Drei der sieben Akteure, Mitglieder einer Männergruppe, saßen diese Woche dem taz-Reporter gegenüber. Die Aktion sei Ergebnis von vier Jahren Männergruppe, sagt ein 27jähriger mit grau-schwarz gestreifter Stretchhose, der wie die beiden anderen weiterhin inkognito bleiben möchte. Nur bei der Auswertung dieses Feldversuchs gibt es noch Probleme. Denn die Klebemänner wohnen nicht im Kiez und kennen dort offenbar auch kaum Leute. Natürlich sei man an der Reaktion interessiert, man könne seine Identität aber nicht öffentlich bekanntgeben, weil die Aktion am Rande der Illegalität sei.
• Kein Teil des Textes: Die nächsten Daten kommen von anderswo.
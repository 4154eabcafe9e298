//! Read-only consistency audit over the four collections.
//!
//! The audit reads raw documents, not the engine's typed view, so it sees
//! stored combinations the engine would coerce (for example `accepted` with
//! an empty `artshowId`). It reports; it never repairs.
//!
//! # Example
//!
//! ```no_run
//! use gallery::MemoryStore;
//! use gallery::audit::audit;
//!
//! let store = MemoryStore::load("gallery.json").unwrap();
//! let report = audit(&store).unwrap();
//! for violation in &report.violations {
//!     println!("[{}] {}", violation.kind.label(), violation.description);
//! }
//! ```

mod scan;
mod violation;

pub use scan::{AuditReport, audit};
pub use violation::{Severity, Violation, ViolationKind};
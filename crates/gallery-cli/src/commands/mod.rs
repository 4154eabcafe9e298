//! CLI command implementations.

pub mod artist;
pub mod artwork;
pub mod assign;
pub mod check;
pub mod export;
pub mod history;
pub mod init;
pub mod inspect;
pub mod reorder;
pub mod serve;

use std::path::PathBuf;
use std::sync::Arc;

use colored::Colorize;
use gallery::notify::{LogNotifier, WebhookNotifier};
use gallery::{ConsistencyEngine, EngineConfig, MemoryStore, PartialApplicationWarning};
use tracing::info;

use crate::cli::Cli;

type CommandResult = Result<(), Box<dyn std::error::Error>>;

/// Settings shared by every command.
pub struct Context {
    pub store_path: PathBuf,
    pub config: EngineConfig,
    pub webhook: Option<String>,
}

impl Context {
    /// Resolve configuration: file first, then command-line overrides.
    pub fn from_cli(cli: &Cli) -> Result<Self, Box<dyn std::error::Error>> {
        let mut config = match &cli.config {
            Some(path) => EngineConfig::from_file(path)?,
            None => EngineConfig::default(),
        };
        if cli.no_transactions {
            config = config.with_transactions(false);
        }
        if cli.lenient_order {
            config = config.with_strict_order(false);
        }
        config.validate()?;

        Ok(Self {
            store_path: cli.store.clone(),
            config,
            webhook: cli.webhook.clone(),
        })
    }

    /// Load the store file.
    pub fn load_store(&self) -> Result<Arc<MemoryStore>, Box<dyn std::error::Error>> {
        if !self.store_path.exists() {
            return Err(format!(
                "Store file not found: {}\nRun 'gallery init' first.",
                self.store_path.display()
            )
            .into());
        }
        Ok(Arc::new(MemoryStore::load(&self.store_path)?))
    }

    /// Build an engine over `store` with the configured notifier.
    pub fn engine(
        &self,
        store: Arc<MemoryStore>,
    ) -> Result<ConsistencyEngine, Box<dyn std::error::Error>> {
        let engine = ConsistencyEngine::new(store).with_config(self.config.clone());
        Ok(match &self.webhook {
            Some(url) => engine.with_notifier(WebhookNotifier::new(url.clone())?),
            None => engine.with_notifier(LogNotifier::new()),
        })
    }

    /// Load the store and build an engine over it.
    pub fn open(&self) -> Result<(Arc<MemoryStore>, ConsistencyEngine), Box<dyn std::error::Error>> {
        let store = self.load_store()?;
        let engine = self.engine(store.clone())?;
        Ok((store, engine))
    }

    /// Write the store back, keeping the previous file in history.
    pub fn save(&self, store: &MemoryStore) -> CommandResult {
        store.save_with_history(&self.store_path)?;
        info!(path = %self.store_path.display(), "store saved");
        Ok(())
    }
}

/// Print the write count and any warnings of a completed operation.
pub(crate) fn print_outcome(writes: usize, warnings: &[PartialApplicationWarning]) {
    if writes == 0 {
        println!("  {}", "No changes needed".dimmed());
    } else {
        println!("  Writes: {}", writes.to_string().white().bold());
    }
    for warning in warnings {
        println!("  {} {}", "Warning:".yellow().bold(), warning);
    }
}
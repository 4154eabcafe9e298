//! CLI argument definitions using clap.

use clap::{Parser, Subcommand};
use std::path::PathBuf;

use gallery::Collection;

/// Gallery: keep artworks, shows, locations and artists consistent
#[derive(Parser)]
#[command(name = "gallery")]
#[command(version, about, long_about = None)]
#[command(propagate_version = true)]
pub struct Cli {
    #[command(subcommand)]
    pub command: Commands,

    /// Store snapshot file
    #[arg(short, long, global = true, default_value = "gallery.json")]
    pub store: PathBuf,

    /// Engine configuration file (JSON)
    #[arg(short, long, global = true)]
    pub config: Option<PathBuf>,

    /// Apply writes one by one instead of in a store transaction
    #[arg(long, global = true)]
    pub no_transactions: bool,

    /// Allow reorders to keep ids already present in a show's order
    #[arg(long, global = true)]
    pub lenient_order: bool,

    /// POST artist acceptance events to this URL
    #[arg(long, global = true)]
    pub webhook: Option<String>,

    /// Enable verbose output
    #[arg(short, long, global = true)]
    pub verbose: bool,
}

#[derive(Subcommand)]
pub enum Commands {
    /// Create a store file, optionally seeded with documents
    Init {
        /// JSON file mapping collection names to arrays of documents
        #[arg(long, value_name = "FILE")]
        from: Option<PathBuf>,

        /// Overwrite an existing store file
        #[arg(long)]
        force: bool,
    },

    /// Create or delete artworks
    Artwork {
        #[command(subcommand)]
        action: ArtworkAction,
    },

    /// Accept an artwork into a show
    Assign {
        /// Artwork id
        artwork: String,

        /// Show id
        show: String,

        /// Location id
        #[arg(short, long)]
        location: Option<String>,
    },

    /// Reject an artwork and clear its show and location
    Reject {
        /// Artwork id
        artwork: String,
    },

    /// Move an artwork to another show and location
    Reassign {
        /// Artwork id
        artwork: String,

        /// Target show id
        show: String,

        /// Target location id
        #[arg(short, long)]
        location: Option<String>,
    },

    /// Accept an artist into a show with a selection of their artworks
    AcceptArtist {
        /// Artist id
        artist: String,

        /// Show id
        show: String,

        /// Location id
        #[arg(short, long)]
        location: Option<String>,

        /// Selected artwork ids (comma separated); the rest are declined
        #[arg(short, long, value_delimiter = ',')]
        artworks: Vec<String>,
    },

    /// Withdraw an artist and all their artworks from their show
    RemoveArtist {
        /// Artist id
        artist: String,
    },

    /// Record that an artwork was exhibited in a show
    MarkShown {
        /// Artwork id
        artwork: String,

        /// Show id
        show: String,
    },

    /// Replace a show's curation order
    Reorder {
        /// Show id
        show: String,

        /// Artwork ids in display order
        #[arg(value_name = "ARTWORK", num_args = 0.., value_delimiter = ',')]
        order: Vec<String>,
    },

    /// Print one document
    Show {
        /// Collection (artworks, shows, locations, artists)
        collection: CollectionArg,

        /// Document id
        id: String,

        /// Output raw JSON
        #[arg(long)]
        json: bool,
    },

    /// Audit the store for broken references
    Check {
        /// Output as JSON
        #[arg(long)]
        json: bool,
    },

    /// Export a show's curation order
    Export {
        /// Show id
        show: String,

        /// Output file (default: stdout)
        #[arg(short, long)]
        output: Option<PathBuf>,

        /// Output format
        #[arg(short, long, default_value = "tsv")]
        format: OutputFormat,
    },

    /// List or restore earlier versions of the store file
    History {
        /// Restore the version at this index (0 = newest)
        #[arg(long)]
        restore: Option<usize>,
    },

    /// Serve the engine over a JSON HTTP API
    Serve {
        /// Port for web server
        #[arg(short, long, default_value = "3141")]
        port: u16,
    },
}

#[derive(Subcommand)]
pub enum ArtworkAction {
    /// Create an unassigned artwork for an artist
    Create {
        /// Owning artist id
        artist: String,

        /// Explicit artwork id (generated when omitted)
        #[arg(long)]
        id: Option<String>,

        /// Display title
        #[arg(short, long)]
        title: Option<String>,
    },

    /// Delete an artwork and every reference to it
    Delete {
        /// Artwork id
        artwork: String,
    },
}

#[derive(Clone, Debug, Default)]
pub enum OutputFormat {
    #[default]
    Tsv,
    Csv,
    Json,
}

impl std::str::FromStr for OutputFormat {
    type Err = String;

    fn from_str(s: &str) -> Result<Self, Self::Err> {
        match s.to_lowercase().as_str() {
            "tsv" => Ok(OutputFormat::Tsv),
            "csv" => Ok(OutputFormat::Csv),
            "json" => Ok(OutputFormat::Json),
            _ => Err(format!("Unknown format: {}. Use tsv, csv, or json.", s)),
        }
    }
}

impl std::fmt::Display for OutputFormat {
    fn fmt(&self, f: &mut std::fmt::Formatter<'_>) -> std::fmt::Result {
        match self {
            OutputFormat::Tsv => write!(f, "tsv"),
            OutputFormat::Csv => write!(f, "csv"),
            OutputFormat::Json => write!(f, "json"),
        }
    }
}

/// Collection name as typed on the command line.
#[derive(Clone, Copy, Debug)]
pub struct CollectionArg(pub Collection);

impl std::str::FromStr for CollectionArg {
    type Err = String;

    fn from_str(s: &str) -> Result<Self, Self::Err> {
        let wanted = s.to_lowercase();
        Collection::ALL
            .into_iter()
            .find(|c| c.as_str() == wanted || c.as_str().trim_end_matches('s') == wanted)
            .map(CollectionArg)
            .ok_or_else(|| {
                format!(
                    "Unknown collection: {}. Use: artworks, shows, locations, or artists.",
                    s
                )
            })
    }
}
Machos wären mutiger.

Am meisten Auseinandersetzung hat die Aktion den weichen Propagandisten gebracht, als sie noch kein einziges Plakat geklebt hatten. Im eigenen Freundeskreis habe man die Texte, die die 24 Orte jeweils in den Zusammenhang mit Gewalt gegen Frauen setzten, intensiv diskutiert. Bekannte hätten die Aktion durchweg für »gut« befunden.

Die Motivation, Spielplätze, Kindertagesstätten, Häuserwände und Kneipen mit männerbewegten Plakaten zu bedenken, ist offenbar aus unmittelbarer Betroffenheit entstanden — aus dem »Täterverhalten«. Nicht im konkreten Sinn, denn »keiner von uns hat eine Frau vergewaltigt«, sondern in einem abstrakteren. In Auseinandersetzungen würde man Frauen an die Wand reden, in politischen Gruppen träfen Männer die Entscheidungen. Männer würden Frauen verlassen, wenn sie Kinder bekämen. Nein, nein, deshalb fühle man sich dem schwachen Geschlecht nicht gleich moralisch verpflichtet, sagt einer, für den die Aktion eine Art »Selbstbefreiung« ist. Also doch in den Wald und mit Astgabeln auf die Männerbrust klopfen?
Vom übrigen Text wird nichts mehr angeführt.